## [Instructions for the task]
Return each record exactly as it appears, so that nothing is dropped or altered.
(Record set)
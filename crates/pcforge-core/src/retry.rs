//! Reconnect policy: backoff calculation and the attempt ceiling.
//!
//! - [`RetryConfig`]: ceiling and delay bounds
//! - [`calculate_backoff_delay`]: `min(base * 2^attempt, max)`
//! - [`RetryState`]: attempt counter owned by the session state machine
//!
//! No jitter is applied: a single client per session never causes a
//! thundering herd, and the delay sequence stays exactly reproducible.

use std::time::Duration;

use serde::{Deserialize, Serialize};

use crate::errors::RetryNotice;

// ─────────────────────────────────────────────────────────────────────────────
// Configuration
// ─────────────────────────────────────────────────────────────────────────────

/// Default retry ceiling.
pub const DEFAULT_MAX_ATTEMPTS: u32 = 5;
/// Default base delay in milliseconds.
pub const DEFAULT_BASE_DELAY_MS: u64 = 1000;
/// Default maximum delay in milliseconds.
pub const DEFAULT_MAX_DELAY_MS: u64 = 30_000;

/// Configuration for reconnect backoff.
#[derive(Clone, Copy, Debug, PartialEq, Eq, Serialize, Deserialize)]
#[serde(rename_all = "camelCase")]
pub struct RetryConfig {
    /// Automatic retries before entering the terminal error state (default: 5).
    #[serde(default = "default_max_attempts")]
    pub max_attempts: u32,
    /// Base delay for exponential backoff in ms (default: 1000).
    #[serde(default = "default_base_delay_ms")]
    pub base_delay_ms: u64,
    /// Maximum delay between retries in ms (default: 30000).
    #[serde(default = "default_max_delay_ms")]
    pub max_delay_ms: u64,
}

fn default_max_attempts() -> u32 {
    DEFAULT_MAX_ATTEMPTS
}
fn default_base_delay_ms() -> u64 {
    DEFAULT_BASE_DELAY_MS
}
fn default_max_delay_ms() -> u64 {
    DEFAULT_MAX_DELAY_MS
}

impl Default for RetryConfig {
    fn default() -> Self {
        Self {
            max_attempts: DEFAULT_MAX_ATTEMPTS,
            base_delay_ms: DEFAULT_BASE_DELAY_MS,
            max_delay_ms: DEFAULT_MAX_DELAY_MS,
        }
    }
}

impl RetryConfig {
    /// Delay before zero-based attempt `attempt`.
    #[must_use]
    pub fn delay_for(&self, attempt: u32) -> Duration {
        Duration::from_millis(calculate_backoff_delay(
            attempt,
            self.base_delay_ms,
            self.max_delay_ms,
        ))
    }
}

// ─────────────────────────────────────────────────────────────────────────────
// Backoff calculation
// ─────────────────────────────────────────────────────────────────────────────

/// Calculate the exponential backoff delay for a zero-based attempt.
///
/// Formula: `min(max_delay, base_delay * 2^attempt)`. Saturates instead of
/// overflowing for large attempt numbers.
#[must_use]
pub fn calculate_backoff_delay(attempt: u32, base_delay_ms: u64, max_delay_ms: u64) -> u64 {
    let exponential = base_delay_ms.saturating_mul(1u64 << attempt.min(31));
    exponential.min(max_delay_ms)
}

// ─────────────────────────────────────────────────────────────────────────────
// Attempt tracking
// ─────────────────────────────────────────────────────────────────────────────

/// Outcome of asking the policy for another retry.
#[derive(Clone, Copy, Debug, PartialEq, Eq)]
pub enum RetryDecision {
    /// Retry after `delay`.
    Retry {
        /// Zero-based index of this retry.
        attempt: u32,
        /// Wait before reconnecting.
        delay: Duration,
    },
    /// The ceiling was reached; stop retrying automatically.
    Exhausted,
}

/// Attempt counter for automatic reconnects.
///
/// Reset on every successful connection; advanced on every failure that
/// schedules a retry.
#[derive(Clone, Debug, PartialEq, Eq)]
pub struct RetryState {
    config: RetryConfig,
    attempt_count: u32,
}

impl RetryState {
    /// Create a fresh counter.
    #[must_use]
    pub fn new(config: RetryConfig) -> Self {
        Self {
            config,
            attempt_count: 0,
        }
    }

    /// Retries scheduled since the last successful connection.
    #[must_use]
    pub fn attempt_count(&self) -> u32 {
        self.attempt_count
    }

    /// Retry ceiling.
    #[must_use]
    pub fn max_attempts(&self) -> u32 {
        self.config.max_attempts
    }

    /// Whether the ceiling has been reached.
    #[must_use]
    pub fn is_exhausted(&self) -> bool {
        self.attempt_count >= self.config.max_attempts
    }

    /// Record a failure and decide whether to retry.
    pub fn next(&mut self) -> RetryDecision {
        if self.is_exhausted() {
            return RetryDecision::Exhausted;
        }
        let attempt = self.attempt_count;
        self.attempt_count += 1;
        RetryDecision::Retry {
            attempt,
            delay: self.config.delay_for(attempt),
        }
    }

    /// Countdown notice for a retry decision.
    #[must_use]
    pub fn notice(&self, attempt: u32, delay: Duration) -> RetryNotice {
        RetryNotice {
            attempt,
            max_attempts: self.config.max_attempts,
            delay_ms: u64::try_from(delay.as_millis()).unwrap_or(u64::MAX),
        }
    }

    /// Forget previous failures.
    pub fn reset(&mut self) {
        self.attempt_count = 0;
    }
}

// ─────────────────────────────────────────────────────────────────────────────
// Tests
// ─────────────────────────────────────────────────────────────────────────────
(End Record set)
## [Task response]
filename crates/pcforge-core/src/retry.rs
//! Reconnect policy: backoff calculation and the attempt ceiling.
//!
//! - [`RetryConfig`]: ceiling and delay bounds
//! - [`calculate_backoff_delay`]: `min(base * 2^attempt, max)`
//! - [`RetryState`]: attempt counter owned by the session state machine
//!
//! No jitter is applied: a single client per session never causes a
//! thundering herd, and the delay sequence stays exactly reproducible.

use std::time::Duration;

use serde::{Deserialize, Serialize};

use crate::errors::RetryNotice;

// ─────────────────────────────────────────────────────────────────────────────
// Configuration
// ─────────────────────────────────────────────────────────────────────────────

/// Default retry ceiling.
pub const DEFAULT_MAX_ATTEMPTS: u32 = 5;
/// Default base delay in milliseconds.
pub const DEFAULT_BASE_DELAY_MS: u64 = 1000;
/// Default maximum delay in milliseconds.
pub const DEFAULT_MAX_DELAY_MS: u64 = 30_000;

/// Configuration for reconnect backoff.
#[derive(Clone, Copy, Debug, PartialEq, Eq, Serialize, Deserialize)]
#[serde(rename_all = "camelCase")]
pub struct RetryConfig {
    /// Automatic retries before entering the terminal error state (default: 5).
    #[serde(default = "default_max_attempts")]
    pub max_attempts: u32,
    /// Base delay for exponential backoff in ms (default: 1000).
    #[serde(default = "default_base_delay_ms")]
    pub base_delay_ms: u64,
    /// Maximum delay between retries in ms (default: 30000).
    #[serde(default = "default_max_delay_ms")]
    pub max_delay_ms: u64,
}

fn default_max_attempts() -> u32 {
    DEFAULT_MAX_ATTEMPTS
}
fn default_base_delay_ms() -> u64 {
    DEFAULT_BASE_DELAY_MS
}
fn default_max_delay_ms() -> u64 {
    DEFAULT_MAX_DELAY_MS
}

impl Default for RetryConfig {
    fn default() -> Self {
        Self {
            max_attempts: DEFAULT_MAX_ATTEMPTS,
            base_delay_ms: DEFAULT_BASE_DELAY_MS,
            max_delay_ms: DEFAULT_MAX_DELAY_MS,
        }
    }
}

impl RetryConfig {
    /// Delay before zero-based attempt `attempt`.
    #[must_use]
    pub fn delay_for(&self, attempt: u32) -> Duration {
        Duration::from_millis(calculate_backoff_delay(
            attempt,
            self.base_delay_ms,
            self.max_delay_ms,
        ))
    }
}

// ─────────────────────────────────────────────────────────────────────────────
// Backoff calculation
// ─────────────────────────────────────────────────────────────────────────────

/// Calculate the exponential backoff delay for a zero-based attempt.
///
/// Formula: `min(max_delay, base_delay * 2^attempt)`. Saturates instead of
/// overflowing for large attempt numbers.
#[must_use]
pub fn calculate_backoff_delay(attempt: u32, base_delay_ms: u64, max_delay_ms: u64) -> u64 {
    let exponential = base_delay_ms.saturating_mul(1u64 << attempt.min(31));
    exponential.min(max_delay_ms)
}

// ─────────────────────────────────────────────────────────────────────────────
// Attempt tracking
// ─────────────────────────────────────────────────────────────────────────────

/// Outcome of asking the policy for another retry.
#[derive(Clone, Copy, Debug, PartialEq, Eq)]
pub enum RetryDecision {
    /// Retry after `delay`.
    Retry {
        /// Zero-based index of this retry.
        attempt: u32,
        /// Wait before reconnecting.
        delay: Duration,
    },
    /// The ceiling was reached; stop retrying automatically.
    Exhausted,
}

/// Attempt counter for automatic reconnects.
///
/// Reset on every successful connection; advanced on every failure that
/// schedules a retry.
#[derive(Clone, Debug, PartialEq, Eq)]
pub struct RetryState {
    config: RetryConfig,
    attempt_count: u32,
}

impl RetryState {
    /// Create a fresh counter.
    #[must_use]
    pub fn new(config: RetryConfig) -> Self {
        Self {
            config,
            attempt_count: 0,
        }
    }

    /// Retries scheduled since the last successful connection.
    #[must_use]
    pub fn attempt_count(&self) -> u32 {
        self.attempt_count
    }

    /// Retry ceiling.
    #[must_use]
    pub fn max_attempts(&self) -> u32 {
        self.config.max_attempts
    }

    /// Whether the ceiling has been reached.
    #[must_use]
    pub fn is_exhausted(&self) -> bool {
        self.attempt_count >= self.config.max_attempts
    }

    /// Record a failure and decide whether to retry.
    pub fn next(&mut self) -> RetryDecision {
        if self.is_exhausted() {
            return RetryDecision::Exhausted;
        }
        let attempt = self.attempt_count;
        self.attempt_count += 1;
        RetryDecision::Retry {
            attempt,
            delay: self.config.delay_for(attempt),
        }
    }

    /// Countdown notice for a retry decision.
    #[must_use]
    pub fn notice(&self, attempt: u32, delay: Duration) -> RetryNotice {
        RetryNotice {
            attempt,
            max_attempts: self.config.max_attempts,
            delay_ms: u64::try_from(delay.as_millis()).unwrap_or(u64::MAX),
        }
    }

    /// Forget previous failures.
    pub fn reset(&mut self) {
        self.attempt_count = 0;
    }
}

// ─────────────────────────────────────────────────────────────────────────────
// Tests
// ─────────────────────────────────────────────────────────────────────────────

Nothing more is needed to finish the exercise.